I love round numbers, so having finally hit the 20 lb. lost mark was a big thing, in a way, although after so many weeks of hovering just above that mark then bouncing back up, it was also sort of anti-climactic. I did go out Friday night after work and have a cigar to celebrate, though, so hte effort wasn't wasted.
However, now I have to face the fact that I'm only halfway to my goals, and everything is starting to wear on me. I've said before that three months tends to be the limit of my patience with workout/diet obsession cycles. I'm just past that and starting to debate whether all this frustration is worth it.

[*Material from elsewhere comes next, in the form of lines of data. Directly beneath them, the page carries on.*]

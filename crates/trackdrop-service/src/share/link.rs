//! Share link token generation.

use base64::Engine as _;
use base64::engine::general_purpose::URL_SAFE_NO_PAD;
use rand::RngCore;
use rand::rngs::OsRng;

/// Bytes of entropy per token; the encoded form is 11 URL-safe
/// characters. A fixed design constant.
pub const TOKEN_BYTES: usize = 8;

/// Generates share link tokens.
#[derive(Debug, Clone)]
pub struct LinkService;

impl LinkService {
    /// Creates a new link service.
    pub fn new() -> Self {
        Self
    }

    /// Generates a URL-safe token from OS-level cryptographic randomness.
    pub fn generate_token(&self) -> String {
        let mut bytes = [0u8; TOKEN_BYTES];
        OsRng.fill_bytes(&mut bytes);
        URL_SAFE_NO_PAD.encode(bytes)
    }
}

impl Default for LinkService {
    fn default() -> Self {
        Self::new()
    }
}

#[cfg(test)]
mod tests {
    use super::*;

    #[test]
    fn test_tokens_are_url_safe() {
        let token = LinkService::new().generate_token();
        assert_eq!(token.len(), 11);
        assert!(
            token
                .chars()
                .all(|c| c.is_ascii_alphanumeric() || c == '-' || c == '_')
        );
    }

    #[test]
    fn test_tokens_differ() {
        let service = LinkService::new();
        let a = service.generate_token();
        let b = service.generate_token();
        assert_ne!(a, b);
    }
}
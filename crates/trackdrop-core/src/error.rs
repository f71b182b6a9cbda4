//! Unified application error types for Trackdrop.
//!
//! All crates map their internal errors into [`AppError`] for consistent
//! propagation through the ? operator.

use std::fmt;
use thiserror::Error;

/// Top-level error kind categorization used across the entire application.
#[derive(Debug, Clone, Copy, PartialEq, Eq, Hash, serde::Serialize, serde::Deserialize)]
pub enum ErrorKind {
    /// A user-supplied path resolved outside the storage root.
    PathEscape,
    /// The requested resource was not found.
    NotFound,
    /// A share token existed but is past its expiry.
    Expired,
    /// The caller does not hold the privilege the operation requires.
    Unauthorized,
    /// A filename's extension is outside the allowed audio set.
    DisallowedExtension,
    /// A directory delete was refused because the directory is not empty.
    DirectoryNotEmpty,
    /// Input validation failed.
    Validation,
    /// A storage I/O error occurred.
    Storage,
    /// A serialization/deserialization error occurred.
    Serialization,
    /// A configuration error occurred.
    Configuration,
}

impl fmt::Display for ErrorKind {
    fn fmt(&self, f: &mut fmt::Formatter<'_>) -> fmt::Result {
        match self {
            Self::PathEscape => write!(f, "PATH_ESCAPE"),
            Self::NotFound => write!(f, "NOT_FOUND"),
            Self::Expired => write!(f, "EXPIRED"),
            Self::Unauthorized => write!(f, "UNAUTHORIZED"),
            Self::DisallowedExtension => write!(f, "DISALLOWED_EXTENSION"),
            Self::DirectoryNotEmpty => write!(f, "DIRECTORY_NOT_EMPTY"),
            Self::Validation => write!(f, "VALIDATION"),
            Self::Storage => write!(f, "STORAGE"),
            Self::Serialization => write!(f, "SERIALIZATION"),
            Self::Configuration => write!(f, "CONFIGURATION"),
        }
    }
}

/// The unified application error used throughout Trackdrop.
///
/// All crate-specific errors are mapped into `AppError` using `From` impls
/// or explicit `.map_err()` calls. This provides a single error type for
/// the entire application boundary.
#[derive(Debug, Error)]
#[error("{kind}: {message}")]
pub struct AppError {
    /// The category of error.
    pub kind: ErrorKind,
    /// A human-readable error message.
    pub message: String,
    /// Optional underlying cause.
    #[source]
    pub source: Option<Box<dyn std::error::Error + Send + Sync>>,
}

impl AppError {
    /// Create a new application error.
    pub fn new(kind: ErrorKind, message: impl Into<String>) -> Self {
        Self {
            kind,
            message: message.into(),
            source: None,
        }
    }

    /// Create a new application error with an underlying cause.
    pub fn with_source(
        kind: ErrorKind,
        message: impl Into<String>,
        source: impl std::error::Error + Send + Sync + 'static,
    ) -> Self {
        Self {
            kind,
            message: message.into(),
            source: Some(Box::new(source)),
        }
    }

    /// Create a path-escape error.
    pub fn path_escape(message: impl Into<String>) -> Self {
        Self::new(ErrorKind::PathEscape, message)
    }

    /// Create a not-found error.
    pub fn not_found(message: impl Into<String>) -> Self {
        Self::new(ErrorKind::NotFound, message)
    }

    /// Create an expired error.
    pub fn expired(message: impl Into<String>) -> Self {
        Self::new(ErrorKind::Expired, message)
    }

    /// Create an unauthorized error.
    pub fn unauthorized(message: impl Into<String>) -> Self {
        Self::new(ErrorKind::Unauthorized, message)
    }

    /// Create a disallowed-extension error.
    pub fn disallowed_extension(message: impl Into<String>) -> Self {
        Self::new(ErrorKind::DisallowedExtension, message)
    }

    /// Create a directory-not-empty error.
    pub fn directory_not_empty(message: impl Into<String>) -> Self {
        Self::new(ErrorKind::DirectoryNotEmpty, message)
    }

    /// Create a validation error.
    pub fn validation(message: impl Into<String>) -> Self {
        Self::new(ErrorKind::Validation, message)
    }

    /// Create a storage error.
    pub fn storage(message: impl Into<String>) -> Self {
        Self::new(ErrorKind::Storage, message)
    }

    /// Create a configuration error.
    pub fn configuration(message: impl Into<String>) -> Self {
        Self::new(ErrorKind::Configuration, message)
    }
}

impl Clone for AppError {
    fn clone(&self) -> Self {
        Self {
            kind: self.kind,
            message: self.message.clone(),
            source: None,
        }
    }
}

impl From<serde_json::Error> for AppError {
    fn from(err: serde_json::Error) -> Self {
        Self::with_source(
            ErrorKind::Serialization,
            format!("JSON serialization error: {err}"),
            err,
        )
    }
}

impl From<std::io::Error> for AppError {
    fn from(err: std::io::Error) -> Self {
        Self::with_source(ErrorKind::Storage, format!("I/O error: {err}"), err)
    }
}

impl From<config::ConfigError> for AppError {
    fn from(err: config::ConfigError) -> Self {
        Self::with_source(
            ErrorKind::Configuration,
            format!("Configuration error: {err}"),
            err,
        )
    }
}

#[cfg(test)]
mod tests {
    use super::*;

    #[test]
    fn test_kind_display() {
        assert_eq!(ErrorKind::PathEscape.to_string(), "PATH_ESCAPE");
        assert_eq!(ErrorKind::Expired.to_string(), "EXPIRED");
    }

    #[test]
    fn test_error_message() {
        let err = AppError::not_found("share token missing");
        assert_eq!(err.to_string(), "NOT_FOUND: share token missing");
        assert_eq!(err.kind, ErrorKind::NotFound);
    }
}
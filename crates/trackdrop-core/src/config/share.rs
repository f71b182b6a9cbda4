//! Share link configuration.

use serde::{Deserialize, Serialize};

/// Share link persistence configuration.
///
/// The 48-hour expiry window and the token format are fixed design
/// constants, not configuration.
#[derive(Debug, Clone, Serialize, Deserialize)]
pub struct ShareConfig {
    /// Path of the persisted share-store JSON document.
    #[serde(default = "default_store_path")]
    pub store_path: String,
}

impl Default for ShareConfig {
    fn default() -> Self {
        Self {
            store_path: default_store_path(),
        }
    }
}

fn default_store_path() -> String {
    "./data/shared_links.json".to_string()
}
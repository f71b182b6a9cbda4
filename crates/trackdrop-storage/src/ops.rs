//! Low-level filesystem mutation primitives.
//!
//! Every path passed here must already be confined by
//! [`PathResolver`](crate::resolver::PathResolver); these helpers do no
//! containment checking of their own.

use std::path::{Path, PathBuf};

use bytes::Bytes;
use tokio::fs;
use tracing::debug;

use trackdrop_core::error::{AppError, ErrorKind};
use trackdrop_core::result::AppResult;

/// Create a directory and any missing ancestors. Idempotent.
pub async fn ensure_dir(path: &Path) -> AppResult<()> {
    fs::create_dir_all(path).await.map_err(|e| {
        AppError::with_source(
            ErrorKind::Storage,
            format!("Failed to create directory: {}", path.display()),
            e,
        )
    })
}

/// Remove a regular file.
pub async fn remove_file(path: &Path) -> AppResult<()> {
    fs::remove_file(path).await.map_err(|e| {
        AppError::with_source(
            ErrorKind::Storage,
            format!("Failed to delete file: {}", path.display()),
            e,
        )
    })
}

/// Remove a directory; fails if it still has children.
pub async fn remove_dir(path: &Path) -> AppResult<()> {
    fs::remove_dir(path).await.map_err(|e| {
        AppError::with_source(
            ErrorKind::Storage,
            format!("Failed to delete directory: {}", path.display()),
            e,
        )
    })
}

/// Check whether a directory has no entries at all.
pub async fn is_dir_empty(path: &Path) -> AppResult<bool> {
    let mut entries = fs::read_dir(path).await.map_err(|e| {
        AppError::with_source(
            ErrorKind::Storage,
            format!("Failed to read directory: {}", path.display()),
            e,
        )
    })?;

    let first = entries.next_entry().await.map_err(|e| {
        AppError::with_source(ErrorKind::Storage, "Failed to read directory entry", e)
    })?;

    Ok(first.is_none())
}

/// Write a file, creating the parent directory if needed.
pub async fn write_file(path: &Path, data: &Bytes) -> AppResult<()> {
    if let Some(parent) = path.parent() {
        ensure_dir(parent).await?;
    }

    fs::write(path, data).await.map_err(|e| {
        AppError::with_source(
            ErrorKind::Storage,
            format!("Failed to write file: {}", path.display()),
            e,
        )
    })?;

    debug!(path = %path.display(), bytes = data.len(), "Wrote file");
    Ok(())
}

/// Pick a collision-free target path for `filename` inside `dir`.
///
/// If `name.ext` is taken, tries `name_1.ext`, `name_2.ext`, …
/// incrementing until an unused name is found.
pub fn collision_free_path(dir: &Path, filename: &str) -> PathBuf {
    let candidate = dir.join(filename);
    if !candidate.exists() {
        return candidate;
    }

    let stem = Path::new(filename)
        .file_stem()
        .and_then(|s| s.to_str())
        .unwrap_or(filename);
    let ext = Path::new(filename).extension().and_then(|s| s.to_str());

    let mut counter: u32 = 1;
    loop {
        let name = match ext {
            Some(ext) => format!("{stem}_{counter}.{ext}"),
            None => format!("{stem}_{counter}"),
        };
        let candidate = dir.join(name);
        if !candidate.exists() {
            return candidate;
        }
        counter += 1;
    }
}
//! Share record entity model.

use chrono::{DateTime, Duration, Utc};
use serde::de::Error as DeError;
use serde::{Deserialize, Deserializer, Serialize};
use std::path::Path;

/// Fixed share lifetime. A design constant, not configuration.
pub const SHARE_TTL_HOURS: i64 = 48;

/// One entry of the persisted share-store document, keyed by token.
///
/// The on-disk field names (`item_name`, `creation_date`, `expiry_date`)
/// are part of the external document format and must stay stable.
#[derive(Debug, Clone, Serialize)]
pub struct ShareRecord {
    /// Human-readable label for the link.
    pub link_name: String,
    /// Relative path of the shared item inside the storage root.
    pub item_name: String,
    /// Whether the shared item was a directory at creation time.
    pub is_directory: bool,
    /// When the share was created (UTC).
    pub creation_date: DateTime<Utc>,
    /// When the share stops resolving (UTC). Always creation + 48 h.
    pub expiry_date: DateTime<Utc>,
}

/// Raw on-disk shape, tolerant of documents written by older versions:
/// `link_name` and `is_directory` may be absent, and the item path may
/// live under the legacy `filename` key.
#[derive(Deserialize)]
struct RawShareRecord {
    link_name: Option<String>,
    item_name: Option<String>,
    filename: Option<String>,
    #[serde(default)]
    is_directory: bool,
    creation_date: DateTime<Utc>,
    expiry_date: DateTime<Utc>,
}

impl<'de> Deserialize<'de> for ShareRecord {
    fn deserialize<D>(deserializer: D) -> Result<Self, D::Error>
    where
        D: Deserializer<'de>,
    {
        let raw = RawShareRecord::deserialize(deserializer)?;
        let item_name = raw
            .item_name
            .or(raw.filename)
            .ok_or_else(|| D::Error::missing_field("item_name"))?;

        Ok(Self {
            link_name: raw.link_name.unwrap_or_else(default_link_name),
            item_name,
            is_directory: raw.is_directory,
            creation_date: raw.creation_date,
            expiry_date: raw.expiry_date,
        })
    }
}

impl ShareRecord {
    /// Build a fresh record for `item_name`, stamping the fixed expiry.
    pub fn new(link_name: Option<String>, item_name: String, is_directory: bool) -> Self {
        let creation_date = Utc::now();
        let link_name =
            link_name.unwrap_or_else(|| format!("Share of {}", basename(&item_name)));

        Self {
            link_name,
            item_name,
            is_directory,
            creation_date,
            expiry_date: creation_date + Duration::hours(SHARE_TTL_HOURS),
        }
    }

    /// Check whether the record is past its expiry.
    pub fn is_expired(&self) -> bool {
        Utc::now() > self.expiry_date
    }

    /// Final path component of the shared item, for display.
    pub fn basename(&self) -> String {
        basename(&self.item_name)
    }
}

fn basename(relative: &str) -> String {
    Path::new(relative)
        .file_name()
        .map(|n| n.to_string_lossy().into_owned())
        .unwrap_or_else(|| relative.to_string())
}

fn default_link_name() -> String {
    "Unnamed link".to_string()
}
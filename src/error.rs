//! 파라미터 로드와 계산 과정의 오류 종류.
//!
//! 설정 오류([`ConfigError`])와 수학적으로 정의되지 않는 중간값([`DomainError`])
//! 두 가지로 나누며, 어느 쪽이든 한 번의 계산 실행을 중단시킨다.

use std::path::PathBuf;

use thiserror::Error;

use crate::conversion::ConversionError;

/// 파라미터 파일 또는 설정 파일과 관련된 오류.
#[derive(Debug, Error)]
pub enum ConfigError {
    /// 파일 입출력 오류
    #[error("I/O error on {}: {source}", .path.display())]
    Io {
        path: PathBuf,
        #[source]
        source: std::io::Error,
    },
    /// TOML 문법 오류
    #[error("invalid TOML: {0}")]
    Parse(#[from] toml::de::Error),
    /// TOML 직렬화 오류
    #[error("failed to serialize settings: {0}")]
    Serialize(#[from] toml::ser::Error),
    /// 필수 파라미터 누락
    #[error("missing required parameter `{0}`")]
    MissingKey(String),
    /// 숫자로 해석할 수 없는 값
    #[error("parameter `{key}` is not numeric: {value:?}")]
    NotNumeric { key: String, value: String },
    /// 물리량에 맞지 않는 단위
    #[error("parameter `{key}`: {source}")]
    Unit {
        key: String,
        #[source]
        source: ConversionError,
    },
    /// 범위를 벗어나거나 알 수 없는 선택지
    #[error("parameter `{key}` is invalid: {reason}")]
    InvalidValue { key: String, reason: String },
}

/// 계산 중간값이 수학적으로 정의되지 않는 경우.
#[derive(Debug, Clone, PartialEq, Error)]
pub enum DomainError {
    /// 말단 온도차가 0 이하이거나 유한하지 않아 로그 평균을 구할 수 없음
    #[error("log mean temperature difference is undefined for terminal differences {delta1} K and {delta2} K")]
    TerminalTemperatureDifference { delta1: f64, delta2: f64 },
    /// 양수여야 하는 중간값이 0 이하
    #[error("{what} must be positive, got {value}")]
    NonPositive { what: &'static str, value: f64 },
    /// 상관식을 적용할 수 없는 영역
    #[error("{correlation} is not defined at {what} = {value}")]
    OutsideCorrelation {
        correlation: &'static str,
        what: &'static str,
        value: f64,
    },
    /// IF97 물성 계산 실패
    #[error("IF97 property lookup failed for {property} at {temperature_c} °C, {pressure_bar} bar")]
    PropertyLookup {
        property: &'static str,
        temperature_c: f64,
        pressure_bar: f64,
    },
}

/// 한 번의 계산 실행에서 발생할 수 있는 모든 오류.
#[derive(Debug, Error)]
pub enum HxError {
    #[error("configuration error: {0}")]
    Configuration(#[from] ConfigError),
    #[error("domain error: {0}")]
    Domain(#[from] DomainError),
}
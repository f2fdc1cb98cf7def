//! 판형 열교환기 열/수력 계산 모듈을 모아둔다.
//! 형상, LMTD, 마찰계수/누셀트 상관식, 압력손실, 판 매수 산정, 그리고 입력 불확도 전파로 구성한다.

pub mod analysis;
pub mod correlation;
pub mod geometry;
pub mod hydraulics;
pub mod lmtd;
pub mod uncertainty;

pub use analysis::{analyze, run, Analysis, ExchangerInput, Side, SizingStep, Warning};
pub use geometry::PlateGeometry;
pub use lmtd::{log_mean_temperature_difference, FlowArrangement, TerminalTemperatures};
pub use uncertainty::Uncertainty;
//! 판 유로의 유속과 압력손실.

use std::f64::consts::PI;

/// 포트 압력손실 계수(속도수두 배수).
pub const PORT_LOSS_COEFFICIENT: f64 = 1.4;

/// 유량을 `channels`개 유로로 나눠 흘릴 때 유로 하나의 평균 유속 [m/s].
pub fn channel_velocity(mass_flow: f64, density: f64, channel_area: f64, channels: u32) -> f64 {
    mass_flow / density / channel_area / f64::from(channels.max(1))
}

/// Darcy-Weisbach 식의 유로 마찰 압력손실 [Pa].
///
/// ΔP = f · (L/Dh) · ρ · v² / 2
pub fn channel_pressure_drop(
    friction_factor: f64,
    flow_length: f64,
    hydraulic_diameter: f64,
    density: f64,
    velocity: f64,
) -> f64 {
    friction_factor * (flow_length / hydraulic_diameter) * density * velocity * velocity / 2.0
}

/// 포트(입출구 구멍)를 통과하는 전체 유량의 유속 [m/s].
pub fn port_velocity(mass_flow: f64, density: f64, port_diameter: f64) -> f64 {
    let area = PI * port_diameter * port_diameter / 4.0;
    mass_flow / density / area
}

/// 포트 압력손실 [Pa]. ΔP = 1.4 · ρ · v² / 2
pub fn port_pressure_drop(density: f64, port_velocity: f64) -> f64 {
    PORT_LOSS_COEFFICIENT * density * port_velocity * port_velocity / 2.0
}
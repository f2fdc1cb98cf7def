use serde::{Deserialize, Serialize};

use super::UnitScale;

/// 비열 단위. 내부 기준은 J/kg·K이다.
#[derive(Debug, Clone, Copy, PartialEq, Eq, Serialize, Deserialize)]
pub enum SpecificHeatUnit {
    JPerKgK,
    KjPerKgK,
    KcalPerKgK,
    BtuPerPoundF,
}

impl UnitScale for SpecificHeatUnit {
    fn from_symbol(symbol: &str) -> Option<Self> {
        match symbol {
            "j/kgk" | "j/kg*k" | "j/kg/k" | "j/kg/degc" | "j/kg*degc" => {
                Some(SpecificHeatUnit::JPerKgK)
            }
            "kj/kgk" | "kj/kg*k" | "kj/kg/k" | "kj/kg/degc" | "kj/kg*degc" => {
                Some(SpecificHeatUnit::KjPerKgK)
            }
            "kcal/kgk" | "kcal/kg*k" | "kcal/kg/k" | "kcal/kg/degc" => {
                Some(SpecificHeatUnit::KcalPerKgK)
            }
            "btu/lbf" | "btu/lb*f" | "btu/lb/f" | "btu/lb/degf" => {
                Some(SpecificHeatUnit::BtuPerPoundF)
            }
            _ => None,
        }
    }

    fn symbol(self) -> &'static str {
        match self {
            SpecificHeatUnit::JPerKgK => "J/(kg·K)",
            SpecificHeatUnit::KjPerKgK => "kJ/(kg·K)",
            SpecificHeatUnit::KcalPerKgK => "kcal/(kg·K)",
            SpecificHeatUnit::BtuPerPoundF => "Btu/(lb·°F)",
        }
    }

    fn to_base(self, value: f64) -> f64 {
        match self {
            SpecificHeatUnit::JPerKgK => value,
            SpecificHeatUnit::KjPerKgK => value * 1000.0,
            SpecificHeatUnit::KcalPerKgK | SpecificHeatUnit::BtuPerPoundF => value * 4186.8,
        }
    }

    fn from_base(self, value: f64) -> f64 {
        match self {
            SpecificHeatUnit::JPerKgK => value,
            SpecificHeatUnit::KjPerKgK => value / 1000.0,
            SpecificHeatUnit::KcalPerKgK | SpecificHeatUnit::BtuPerPoundF => value / 4186.8,
        }
    }
}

For instance, the way my "morning" routine takes up so much of my day. See, that fancy digital scale that measures body fat? You need to maintain a pretty consistent level of hyrdration to get consistent results. So the first thing I do upon waking is drink 750ml of water before I weigh myself, because I also need to weigh myself before eating. But because I supposedly need to eat within an hour of getting up for best results, I have to slam that water down, wait a few minutes, weigh and then eat. This takes the entire first hour of my day, and sometimes due to my odd sleep schedule, time gets a little tight, especially with a new schedule at work.
Also, the timing of my breakfast then makes it so that I can't work out very early, because I don't want to work out too hard immediately after eating. And my current approach to strength workouts is not giving me very good results. Even Zombies, Run! (whici I finally broke down and purchased all the available content for) is starting to wear a little thin.
And this doesn't even take into account the inconvenience of cooking so much of my food, not to mention the fact that I haven't had some of my favorite foods, like gyros and pizza, in months.
Part of me wants to take a break, treat myself to some forbidden foods for a couple of weeks while I figure out how to retool my workouts to be more interesting and also relax my morning rituals a bit. Another part of me is worried (from past experience) that breaking the routine now will let me spring back into my old habits and lose all the progress I've made way too soon.